Settings

Theme

Show HN: Retake – Open-Source Hybrid Search for Postgres

github.com

88 points by philippemnoel 2 years ago · 23 comments · 2 min read

Reader

Hey HN! We're Phil and Ming, co-founders of Retake (https://github.com/getretake/retake). Retake is an open source tool that adds keyword and semantic (i.e hybrid) search to databases. We’ve started by extending the capabilities of Postgres with an SDK for lightning-fast queries.

We built Retake to fix two issues: keeping vectors in sync with Postgres in real time is difficult, and most vector databases aren’t built for hybrid search.

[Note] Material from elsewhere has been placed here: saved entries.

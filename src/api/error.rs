use crate::services::provider::ProviderError;
use crate::utils::validation::ValidationError;
use axum::{
    Json,
    http::StatusCode,
    response::{IntoResponse, Response},
};
use serde_json::json;
use thiserror::Error;

#[derive(Error, Debug)]
pub enum AppError {
    #[error("Database error: {0}")]
    Database(#[from] sea_orm::DbErr),

    #[error("Validation failed: {message}")]
    Validation {
        message: String,
        errors: Vec<String>,
    },

    #[error("Unauthorized: {0}")]
    Unauthorized(String),

    #[error("Forbidden: {0}")]
    Forbidden(String),

    #[error("Bad Request: {0}")]
    BadRequest(String),

    #[error("Not Found: {0}")]
    NotFound(String),

    #[error("Scan provider error: {0}")]
    Provider(#[from] ProviderError),

    #[error("Internal Server Error: {0}")]
    Internal(String),

    #[error("Anyhow error: {0}")]
    Anyhow(#[from] anyhow::Error),
}

impl AppError {
    pub fn validation(message: impl Into<String>) -> Self {
        let message = message.into();
        AppError::Validation {
            errors: vec![message.clone()],
            message,
        }
    }

    pub fn status_code(&self) -> StatusCode {
        match self {
            AppError::Validation { .. } => StatusCode::UNPROCESSABLE_ENTITY,
            AppError::Unauthorized(_) => StatusCode::UNAUTHORIZED,
            AppError::Forbidden(_) => StatusCode::FORBIDDEN,
            AppError::BadRequest(_) => StatusCode::BAD_REQUEST,
            AppError::NotFound(_) => StatusCode::NOT_FOUND,
            AppError::Provider(_) => StatusCode::BAD_GATEWAY,
            AppError::Database(_) | AppError::Internal(_) | AppError::Anyhow(_) => {
                StatusCode::INTERNAL_SERVER_ERROR
            }
        }
    }
}

impl From<ValidationError> for AppError {
    fn from(e: ValidationError) -> Self {
        AppError::validation(e.message)
    }
}

impl From<validator::ValidationErrors> for AppError {
    fn from(e: validator::ValidationErrors) -> Self {
        let errors = e
            .field_errors()
            .iter()
            .flat_map(|(field, errs)| {
                errs.iter().map(move |err| match &err.message {
                    Some(msg) => format!("{}: {}", field, msg),
                    None => format!("{}: invalid value ({})", field, err.code),
                })
            })
            .collect();

        AppError::Validation {
            message: "Request validation failed".to_string(),
            errors,
        }
    }
}

impl IntoResponse for AppError {
    fn into_response(self) -> Response {
        let status = self.status_code();
        let (message, errors) = match self {
            AppError::Database(e) => {
                tracing::error!("Database error: {:?}", e);
                ("Internal Server Error".to_string(), vec![])
            }
            AppError::Validation { message, errors } => (message, errors),
            AppError::Unauthorized(msg)
            | AppError::Forbidden(msg)
            | AppError::BadRequest(msg)
            | AppError::NotFound(msg) => (msg.clone(), vec![msg]),
            AppError::Provider(e) => {
                tracing::error!("Scan provider error: {}", e);
                ("Scan provider unavailable".to_string(), vec![])
            }
            AppError::Internal(msg) => {
                tracing::error!("Internal error: {}", msg);
                ("Internal Server Error".to_string(), vec![])
            }
            AppError::Anyhow(e) => {
                tracing::error!("Anyhow error: {:?}", e);
                ("Internal Server Error".to_string(), vec![])
            }
        };

        let body = Json(json!({
            "status": {
                "code": status.as_u16(),
                "message": message,
            },
            "errors": errors,
        }));

        (status, body).into_response()
    }
}

#[cfg(test)]
mod tests {
    use super::*;
    use http_body_util::BodyExt;

    async fn body_of(err: AppError) -> (StatusCode, serde_json::Value) {
        let response = err.into_response();
        let status = response.status();
        let bytes = response.into_body().collect().await.unwrap().to_bytes();
        (status, serde_json::from_slice(&bytes).unwrap())
    }

    #[tokio::test]
    async fn test_validation_envelope() {
        let (status, body) = body_of(AppError::validation("File type not allowed")).await;
        assert_eq!(status, StatusCode::UNPROCESSABLE_ENTITY);
        assert_eq!(body["status"]["code"], 422);
        assert_eq!(body["errors"][0], "File type not allowed");
    }

    #[tokio::test]
    async fn test_server_errors_hide_cause() {
        let (status, body) = body_of(AppError::Provider(ProviderError::unavailable(
            "submit",
            "HTTP 401 Unauthorized: bad key abc123",
        )))
        .await;
        assert_eq!(status, StatusCode::BAD_GATEWAY);
        assert!(!body.to_string().contains("abc123"));

        let (status, body) = body_of(AppError::Internal("secret detail".to_string())).await;
        assert_eq!(status, StatusCode::INTERNAL_SERVER_ERROR);
        assert!(!body.to_string().contains("secret detail"));
    }

    #[tokio::test]
    async fn test_not_found_envelope() {
        let (status, body) = body_of(AppError::NotFound("Scan not found".to_string())).await;
        assert_eq!(status, StatusCode::NOT_FOUND);
        assert_eq!(body["status"]["message"], "Scan not found");
    }
}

A quick refresher: “keyword search” refers to a technique where results are scored based on the appearance of exact words or terms. “Semantic search” uses vector embeddings to understand the meaning behind those words. Hybrid search combines these two approaches to enhance the precision and relevance of results.

To implement semantic or hybrid search today, most organizations run batch jobs that update their search engine or vector database using ETL tools or custom data pipelines. We’ve seen from firsthand experience how time-consuming and costly this can be, as moving vectors often requires re-embedding the entire data source.

We’ve also seen how many vector databases lack crucial features of “traditional” search: keyword-based (BM25) search, faceting/aggregations, highlighting, efficient filtering, etc.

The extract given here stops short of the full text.